As of next week, however, we may not require Perel interpreters for the work world, because the therapist herself is launching a podcast on the topic. Just as she has done with her Audible podcast on couples therapy, Where Should We Begin?, she will invite listeners into real sessions with people speaking honestly about their jobs, fraught relationships with colleagues, fears of rejection, and professional aspirations. “This show is not about the workplace. It’s a show about the people who work in that place,” she says in a trailer for the new podcast, How’s Work?, which premieres Tuesday, Nov. 5, on Spotify.

How’s Work? promises to be a fresh, more intense offering in an expanding category of life-at-work advice, which currently features long standing successes like Alison Green’s Ask a Manager blog alongside newer arrivals, like the Work Friend column in the New York Times and LinkedIn’s Hello Monday podcast. Maybe it’s the tight labor market that’s driving our appetite for work-themed writing and deeper insights. More likely, it’s what Perel believes: We’re asking for more out of work than ever before.

“We have become more secularized, we have become more individualistic.

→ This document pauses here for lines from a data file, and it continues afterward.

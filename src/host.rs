use std::io::{self, Write as _};

/// Tag prefixed to every diagnostic the logger emits about itself.
pub const DIAGNOSTIC_TAG: &str = "[S] ";

/// Process-level side effects of the writer.
///
/// The writer never touches stdout, stderr or the process directly; it goes
/// through this trait so the console echo, the diagnostic channel and the
/// termination after a `Fatal` record can be observed in tests.
pub trait Host: Send + 'static {
    /// Echo a record to the console.
    fn stdout(&mut self, content: &str);

    /// Report a failure of the logger itself. The message already carries
    /// [`DIAGNOSTIC_TAG`].
    fn diagnostic(&mut self, message: &str);

    /// Terminate the process after a `Fatal` record has been written.
    fn terminate(&mut self, code: i32);
}

/// The default host: stdout, stderr and [`std::process::exit`].
#[derive(Debug, Default, Clone, Copy)]
pub struct ProcessHost;

impl Host for ProcessHost {
    fn stdout(&mut self, content: &str) {
        let mut stdout = io::stdout().lock();
        let _ = stdout.write_all(content.as_bytes());
        let _ = stdout.flush();
    }

    fn diagnostic(&mut self, message: &str) {
        eprintln!("{message}");
    }

    fn terminate(&mut self, code: i32) {
        let _ = io::stdout().flush();
        std::process::exit(code);
    }
}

We have loosened our ties to the traditional institutions, geographies, families,” she said as a guest recently on a podcast from The Cut. Work and home, she continued, are now “the two hubs where we go to experience connection, community and belonging and meaning, what used to be much more of a part of our larger structures in our religious life.”

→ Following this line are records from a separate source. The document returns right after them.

use super::{
	error::{check_shapes, Error, Result},
	MeanSquaredError, Metric, StreamingMetric,
};
use itertools::izip;
use ndarray::{prelude::*, Zip};

/// The label value that marks a missing label unless another one is configured.
pub const MISSING_VALUE: f32 = 0.0;

/**
MaskedMeanSquaredError is the mean squared error between predictions and labels of shape (n_examples, n_channels, height, width), computed only over the positions whose label is present.

A label is missing if it is equal to `options.missing_value`, or, when an explicit `mask` is passed, if the mask is `true` at its position. Note that with the default sentinel a label that is genuinely zero cannot be told apart from a missing one. Pass a mask in that case.

Infinite or NaN predictions and labels are not treated specially and propagate into the result.
*/
#[derive(Debug, Default)]
pub struct MaskedMeanSquaredError;

#[derive(Clone, Copy, Debug, PartialEq)]
pub struct MaskedMeanSquaredErrorOptions {
	pub missing_value: f32,
}

impl Default for MaskedMeanSquaredErrorOptions {
	fn default() -> Self {
		Self {
			missing_value: MISSING_VALUE,
		}
	}
}

/// The input to [MaskedMeanSquaredError](struct.MaskedMeanSquaredError.html).
pub struct MaskedMeanSquaredErrorInput<'a> {
	/// (n_examples, n_channels, height, width)
	pub predictions: ArrayView4<'a, f32>,
	/// (n_examples, n_channels, height, width)
	pub labels: ArrayView4<'a, f32>,
	/// `true` where the label is missing. If `None`, the mask is derived from `options.missing_value`.
	pub mask: Option<ArrayView4<'a, bool>>,
	pub options: MaskedMeanSquaredErrorOptions,
}

/// The output from [masked_mean_squared_error_per_example](fn.masked_mean_squared_error_per_example.html).
#[derive(Debug, PartialEq)]
pub struct MaskedMeanSquaredErrorPerExampleOutput {
	/// The mean of `losses_per_example`.
	pub loss: f32,
	/// (n_examples)
	pub losses_per_example: Array1<f32>,
}

impl<'a> MaskedMeanSquaredErrorInput<'a> {
	pub fn new(predictions: ArrayView4<'a, f32>, labels: ArrayView4<'a, f32>) -> Self {
		Self {
			predictions,
			labels,
			mask: None,
			options: MaskedMeanSquaredErrorOptions::default(),
		}
	}

	fn check_shapes(&self) -> Result<()> {
		check_shapes(self.predictions.shape(), self.labels.shape())?;
		if let Some(mask) = self.mask {
			if mask.shape() != self.labels.shape() {
				return Err(Error::MaskShapeMismatch {
					mask: mask.shape().to_owned(),
					labels: self.labels.shape().to_owned(),
				});
			}
		}
		Ok(())
	}

	/// `true` where the label is missing.
	fn missing(&self) -> Array4<bool> {
		match self.mask {
			Some(mask) => mask.to_owned(),
			None => {
				let missing_value = self.options.missing_value;
				self.labels.mapv(|label| label == missing_value)
			}
		}
	}
}

impl<'a> Metric<'a> for MaskedMeanSquaredError {
	type Input = MaskedMeanSquaredErrorInput<'a>;
	type Output = Result<f32>;

	/// Average the squared errors over every present label in the batch. Missing labels count in neither the sum nor the number of values, so an input where every label is missing fails with `Error::EmptySelection`.
	fn compute(input: Self::Input) -> Self::Output {
		input.check_shapes()?;
		let missing = input.missing();
		let mut metric = MeanSquaredError::new();
		for (prediction, label, missing) in
			izip!(input.predictions.iter(), input.labels.iter(), missing.iter())
		{
			if !*missing {
				metric.update((*prediction, *label));
			}
		}
		log::debug!(
			"masked mean squared error over {} of {} values",
			metric.n(),
			input.labels.len(),
		);
		metric.finalize().ok_or(Error::EmptySelection)
	}
}

/// Compute the masked mean squared error of predictions and labels with shape (n_examples, n_channels, height, width), treating labels equal to [`MISSING_VALUE`](constant.MISSING_VALUE.html) as missing.
pub fn masked_mean_squared_error<'a>(
	predictions: ArrayView4<'a, f32>,
	labels: ArrayView4<'a, f32>,
) -> Result<f32> {
	MaskedMeanSquaredError::compute(MaskedMeanSquaredErrorInput::new(predictions, labels))
}

/**
Compute the masked mean squared error of each example along with the mean over all examples.

Unlike [MaskedMeanSquaredError](struct.MaskedMeanSquaredError.html), a missing label contributes a squared error of zero but still counts in the number of values of its example. An example whose labels are all missing therefore has a loss of zero instead of being undefined. The error is `Error::EmptySelection` only if there are no examples or each example has no values at all.
*/
pub fn masked_mean_squared_error_per_example(
	input: MaskedMeanSquaredErrorInput,
) -> Result<MaskedMeanSquaredErrorPerExampleOutput> {
	input.check_shapes()?;
	let missing = input.missing();
	let mut squared_errors = Array4::<f32>::zeros(input.labels.raw_dim());
	Zip::from(&mut squared_errors)
		.and(input.predictions)
		.and(input.labels)
		.and(&missing)
		.apply(|squared_error, prediction, label, missing| {
			if !*missing {
				*squared_error = (label - prediction).powi(2);
			}
		});
	let losses_per_example = squared_errors
		.axis_iter(Axis(0))
		.map(|squared_errors| squared_errors.mean().ok_or(Error::EmptySelection))
		.collect::<Result<Array1<f32>>>()?;
	let loss = losses_per_example.mean().ok_or(Error::EmptySelection)?;
	log::trace!(
		"masked mean squared error per example for {} examples",
		losses_per_example.len(),
	);
	Ok(MaskedMeanSquaredErrorPerExampleOutput {
		loss,
		losses_per_example,
	})
}

#[cfg(test)]
fn close(left: f32, right: f32) -> bool {
	f32::abs(left - right) < f32::EPSILON
}

#[test]
fn test_identical() {
	let values = arr2(&[[1.0, 2.0], [3.0, 4.0]])
		.into_shape((1, 1, 2, 2))
		.unwrap();
	assert_eq!(masked_mean_squared_error(values.view(), values.view()), Ok(0.0));
	let output =
		masked_mean_squared_error_per_example(MaskedMeanSquaredErrorInput::new(
			values.view(),
			values.view(),
		))
		.unwrap();
	assert_eq!(output.loss, 0.0);
	assert_eq!(output.losses_per_example, arr1(&[0.0]));
}

#[test]
fn test_no_missing_labels() {
	let predictions = arr2(&[[1.0, 2.0], [3.0, 4.0]])
		.into_shape((1, 1, 2, 2))
		.unwrap();
	let labels = arr2(&[[2.0, 2.0], [5.0, 1.0]])
		.into_shape((1, 1, 2, 2))
		.unwrap();
	let loss = masked_mean_squared_error(predictions.view(), labels.view()).unwrap();
	assert!(close(loss, (1.0 + 0.0 + 4.0 + 9.0) / 4.0));
}

#[test]
fn test_one_missing_label() {
	let predictions = Array4::<f32>::ones((1, 1, 2, 2));
	let labels = arr2(&[[0.0, 2.0], [2.0, 2.0]])
		.into_shape((1, 1, 2, 2))
		.unwrap();
	let loss = masked_mean_squared_error(predictions.view(), labels.view()).unwrap();
	assert!(close(loss, 1.0));
	// The per example loss keeps the missing label in the number of values.
	let output =
		masked_mean_squared_error_per_example(MaskedMeanSquaredErrorInput::new(
			predictions.view(),
			labels.view(),
		))
		.unwrap();
	assert!(close(output.loss, 0.75));
	assert_eq!(output.losses_per_example, arr1(&[0.75]));
}

#[test]
fn test_missing_predictions_are_ignored() {
	let labels = arr2(&[[0.0, 2.0], [2.0, 0.0]])
		.into_shape((1, 1, 2, 2))
		.unwrap();
	let mut predictions = Array4::<f32>::ones((1, 1, 2, 2));
	let before = masked_mean_squared_error(predictions.view(), labels.view()).unwrap();
	predictions[[0, 0, 0, 0]] = 1000.0;
	predictions[[0, 0, 1, 1]] = -7.5;
	let after = masked_mean_squared_error(predictions.view(), labels.view()).unwrap();
	assert_eq!(before, after);
	// Predictions equal to the labels wherever the labels are present give a loss of zero.
	predictions[[0, 0, 0, 1]] = 2.0;
	predictions[[0, 0, 1, 0]] = 2.0;
	assert_eq!(
		masked_mean_squared_error(predictions.view(), labels.view()),
		Ok(0.0)
	);
}

#[test]
fn test_all_labels_missing() {
	let predictions = arr2(&[[1.0, 2.0], [3.0, 4.0]])
		.into_shape((1, 1, 2, 2))
		.unwrap();
	let labels = Array4::<f32>::zeros((1, 1, 2, 2));
	assert_eq!(
		masked_mean_squared_error(predictions.view(), labels.view()),
		Err(Error::EmptySelection)
	);
	let output =
		masked_mean_squared_error_per_example(MaskedMeanSquaredErrorInput::new(
			predictions.view(),
			labels.view(),
		))
		.unwrap();
	assert_eq!(output.loss, 0.0);
	assert_eq!(output.losses_per_example, arr1(&[0.0]));
}

#[test]
fn test_per_example() {
	let predictions = Array4::<f32>::ones((2, 1, 2, 2));
	let labels = ndarray::arr3(&[[[0.0, 0.0], [0.0, 0.0]], [[2.0, 3.0], [0.0, 1.0]]])
		.into_shape((2, 1, 2, 2))
		.unwrap();
	let output =
		masked_mean_squared_error_per_example(MaskedMeanSquaredErrorInput::new(
			predictions.view(),
			labels.view(),
		))
		.unwrap();
	assert_eq!(output.loss, output.losses_per_example.mean().unwrap());
	insta::assert_debug_snapshot!((output.loss, output.losses_per_example.to_vec()), @r###"
	(
	    0.625,
	    [
	        0.0,
	        1.25,
	    ],
	)
	"###);
}

#[test]
fn test_shape_mismatch() {
	let predictions = Array4::<f32>::ones((1, 1, 2, 2));
	let labels = Array4::<f32>::ones((1, 1, 2, 3));
	let expected = Error::ShapeMismatch {
		predictions: vec![1, 1, 2, 2],
		labels: vec![1, 1, 2, 3],
	};
	assert_eq!(
		masked_mean_squared_error(predictions.view(), labels.view()),
		Err(expected.clone())
	);
	let error = masked_mean_squared_error_per_example(MaskedMeanSquaredErrorInput::new(
		predictions.view(),
		labels.view(),
	))
	.unwrap_err();
	assert_eq!(error, expected);
}

#[test]
fn test_explicit_mask() {
	let predictions = Array4::<f32>::ones((1, 1, 2, 2));
	// The zero label here is a real value, not a missing one.
	let labels = arr2(&[[0.0, 9.0], [2.0, 2.0]])
		.into_shape((1, 1, 2, 2))
		.unwrap();
	let mask = arr2(&[[false, true], [false, false]])
		.into_shape((1, 1, 2, 2))
		.unwrap();
	let input = MaskedMeanSquaredErrorInput {
		mask: Some(mask.view()),
		..MaskedMeanSquaredErrorInput::new(predictions.view(), labels.view())
	};
	assert_eq!(MaskedMeanSquaredError::compute(input), Ok(1.0));
	let bad_mask = Array4::<bool>::from_elem((1, 1, 1, 2), false);
	let input = MaskedMeanSquaredErrorInput {
		mask: Some(bad_mask.view()),
		..MaskedMeanSquaredErrorInput::new(predictions.view(), labels.view())
	};
	assert_eq!(
		MaskedMeanSquaredError::compute(input),
		Err(Error::MaskShapeMismatch {
			mask: vec![1, 1, 1, 2],
			labels: vec![1, 1, 2, 2],
		})
	);
}

#[test]
fn test_custom_missing_value() {
	let predictions = Array4::<f32>::ones((1, 1, 2, 2));
	let labels = arr2(&[[-1.0, 0.0], [1.0, 1.0]])
		.into_shape((1, 1, 2, 2))
		.unwrap();
	let input = MaskedMeanSquaredErrorInput {
		options: MaskedMeanSquaredErrorOptions {
			missing_value: -1.0,
		},
		..MaskedMeanSquaredErrorInput::new(predictions.view(), labels.view())
	};
	assert!(close(MaskedMeanSquaredError::compute(input).unwrap(), 1.0 / 3.0));
}

#[test]
fn test_permuted_views() {
	let predictions = Array::from_shape_fn((2, 3, 2, 2), |(n, c, h, w)| {
		(n + 2 * c + 3 * h + 5 * w) as f32
	});
	let labels = Array::from_shape_fn((2, 3, 2, 2), |(n, c, h, w)| {
		if (n + c + h + w) % 3 == 0 {
			0.0
		} else {
			(n * c + h * w) as f32 + 1.0
		}
	});
	let expected = masked_mean_squared_error(predictions.view(), labels.view()).unwrap();
	let loss = masked_mean_squared_error(
		predictions.view().permuted_axes([0, 2, 3, 1]),
		labels.view().permuted_axes([0, 2, 3, 1]),
	)
	.unwrap();
	assert!(f32::abs(loss - expected) <= 1e-5 * expected);
}

#[test]
fn test_empty_batch() {
	let values = Array4::<f32>::zeros((0, 1, 2, 2));
	assert_eq!(
		masked_mean_squared_error_per_example(MaskedMeanSquaredErrorInput::new(
			values.view(),
			values.view(),
		)),
		Err(Error::EmptySelection)
	);
}

#[test]
fn test_per_example_explicit_mask() {
	let predictions = Array4::<f32>::ones((1, 1, 2, 2));
	let labels = arr2(&[[0.0, 9.0], [2.0, 3.0]])
		.into_shape((1, 1, 2, 2))
		.unwrap();
	let mask = arr2(&[[false, true], [false, false]])
		.into_shape((1, 1, 2, 2))
		.unwrap();
	let output = masked_mean_squared_error_per_example(MaskedMeanSquaredErrorInput {
		mask: Some(mask.view()),
		..MaskedMeanSquaredErrorInput::new(predictions.view(), labels.view())
	})
	.unwrap();
	assert!(close(output.loss, 1.5));
	assert_eq!(output.losses_per_example, arr1(&[1.5]));
	let bad_mask = Array4::<bool>::from_elem((2, 1, 2, 2), false);
	let error = masked_mean_squared_error_per_example(MaskedMeanSquaredErrorInput {
		mask: Some(bad_mask.view()),
		..MaskedMeanSquaredErrorInput::new(predictions.view(), labels.view())
	})
	.unwrap_err();
	assert_eq!(
		error,
		Error::MaskShapeMismatch {
			mask: vec![2, 1, 2, 2],
			labels: vec![1, 1, 2, 2],
		}
	);
}

#[test]
fn test_per_example_missing_predictions_are_ignored() {
	let labels = arr2(&[[0.0, 2.0], [2.0, 2.0]])
		.into_shape((1, 1, 2, 2))
		.unwrap();
	let mut predictions = Array4::<f32>::ones((1, 1, 2, 2));
	predictions[[0, 0, 0, 0]] = f32::INFINITY;
	let output = masked_mean_squared_error_per_example(MaskedMeanSquaredErrorInput::new(
		predictions.view(),
		labels.view(),
	))
	.unwrap();
	assert_eq!(output.loss, 0.75);
	assert_eq!(output.losses_per_example, arr1(&[0.75]));
}

#[test]
fn test_empty_examples() {
	let values = Array4::<f32>::ones((2, 0, 2, 2));
	assert_eq!(
		masked_mean_squared_error(values.view(), values.view()),
		Err(Error::EmptySelection)
	);
	assert_eq!(
		masked_mean_squared_error_per_example(MaskedMeanSquaredErrorInput::new(
			values.view(),
			values.view(),
		)),
		Err(Error::EmptySelection)
	);
}

#[test]
fn test_negative_zero_label_is_missing() {
	let predictions = Array4::<f32>::ones((1, 1, 2, 2));
	let labels = arr2(&[[-0.0, 2.0], [2.0, 2.0]])
		.into_shape((1, 1, 2, 2))
		.unwrap();
	assert_eq!(
		masked_mean_squared_error(predictions.view(), labels.view()),
		Ok(1.0)
	);
}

That episode is the perfect sneak peek into what we can expect from Perel on her own new show. During the interview on The Cut’s podcast, host Molly Fischer talks about her feelings watching several colleagues quit their jobs and move on to other projects and how the departures have been “freaking her out.”

“The first question you probably have is, is there something that they’re seeing that I’m not seeing? Are they more courageous than me? You know, are they more adventurous than me?” says Perel.

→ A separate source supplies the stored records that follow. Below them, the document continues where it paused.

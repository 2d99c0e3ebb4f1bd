use super::StreamingMetric;
use num_traits::ToPrimitive;

/// The arithmetic mean of a stream of values, accumulated in `f64`.
#[derive(Clone, Debug, Default)]
pub struct Mean {
	n: u64,
	m: f64,
}

impl Mean {
	pub fn new() -> Self {
		Self::default()
	}

	/// The number of values aggregated so far.
	pub fn n(&self) -> u64 {
		self.n
	}
}

impl StreamingMetric<'_> for Mean {
	type Input = f32;
	/// `None` if no values were aggregated.
	type Output = Option<f32>;

	fn update(&mut self, value: f32) {
		self.n += 1;
		let n = self.n.to_f64().unwrap();
		self.m += (value as f64 - self.m) / n;
	}

	fn merge(&mut self, other: Self) {
		if other.n == 0 {
			return;
		}
		let n = self.n + other.n;
		let self_n = self.n.to_f64().unwrap();
		let other_n = other.n.to_f64().unwrap();
		self.m = (self_n * self.m + other_n * other.m) / n.to_f64().unwrap();
		self.n = n;
	}

	fn finalize(self) -> Option<f32> {
		match self.n {
			0 => None,
			_ => Some(self.m as f32),
		}
	}
}

#[test]
fn test_mean() {
	let mut mean = Mean::new();
	for value in &[1.0, 2.0, 3.0, 6.0] {
		mean.update(*value);
	}
	assert_eq!(mean.n(), 4);
	assert_eq!(mean.finalize(), Some(3.0));
}

#[test]
fn test_mean_empty() {
	assert_eq!(Mean::new().finalize(), None);
}

#[test]
fn test_mean_merge() {
	let mut left = Mean::new();
	left.update(1.0);
	left.update(2.0);
	let mut right = Mean::new();
	right.update(6.0);
	left.merge(right);
	left.merge(Mean::new());
	assert_eq!(left.finalize(), Some(3.0));
}
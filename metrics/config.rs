/*!
This module defines the `Config` struct, which can be deserialized from a caller's configuration file to set the options of the metrics in this crate. Every field is optional and falls back to the metric's default.
*/

use super::{AccuracyOptions, MaskedMeanSquaredErrorOptions};

#[derive(Debug, Default, serde::Deserialize)]
pub struct Config {
	/// The label value that marks a missing label. Defaults to [`MISSING_VALUE`](constant.MISSING_VALUE.html).
	pub missing_value: Option<f32>,
	/// The relative tolerance used by the accuracy metrics. Defaults to `0.10`.
	pub pct_close: Option<f32>,
}

impl Config {
	pub fn masked_mean_squared_error_options(&self) -> MaskedMeanSquaredErrorOptions {
		let defaults = MaskedMeanSquaredErrorOptions::default();
		MaskedMeanSquaredErrorOptions {
			missing_value: self.missing_value.unwrap_or(defaults.missing_value),
		}
	}

	pub fn accuracy_options(&self) -> AccuracyOptions {
		let defaults = AccuracyOptions::default();
		AccuracyOptions {
			pct_close: self.pct_close.unwrap_or(defaults.pct_close),
		}
	}
}

#[test]
fn test_config_defaults() {
	let config: Config = serde_json::from_str("{}").unwrap();
	assert_eq!(
		config.masked_mean_squared_error_options(),
		MaskedMeanSquaredErrorOptions { missing_value: 0.0 }
	);
	assert_eq!(config.accuracy_options(), AccuracyOptions { pct_close: 0.10 });
}

#[test]
fn test_config() {
	let config: Config =
		serde_json::from_str(r#"{ "missing_value": -1.0, "pct_close": 0.05 }"#).unwrap();
	assert_eq!(
		config.masked_mean_squared_error_options(),
		MaskedMeanSquaredErrorOptions {
			missing_value: -1.0
		}
	);
	assert_eq!(config.accuracy_options(), AccuracyOptions { pct_close: 0.05 });
}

When the conversation moves on to fears about the resiliency of friendships, Perel is incisive: “I mean, I hear people all the time telling me that they left and there’s very little contact with some people that they were very close to and they realized that it was circumstantial. It’s painful for many people, the sense that ‘I thought we were really close, but in fact the context created a closeness for us, and if we don’t go out and make this deliberately an important relationship, there will not be one.’”

And when Fischer says she has a morbid curiosity about what’s making other people unhappy enough to quit, Perel interrupts: “No, you actually don’t. That’s not your real question. I actually think that your real question is to wonder why is it that you have stayed six years in the same place…You want to understand you.”

At one point, Perel asks a string of questions that can surface when a peer who is also a friend leaves a job, including: “Is it that I care more about you than you care about me, if you can leave so easily? Is it as hard for you to leave me as it is hard for me to see you go?

“If I put these sentences like that, you don’t know if I’m talking about a lover or a co-worker,” she adds.

It’s hard to capture in writing Perel’s knack for speaking plainly, but empathetically, with what the New York Times once called a “French-sounding accent that implicitly seems to bolster her authority.” At Quartz at Work, we’re already so intrigued that we may need to book a couple of sessions.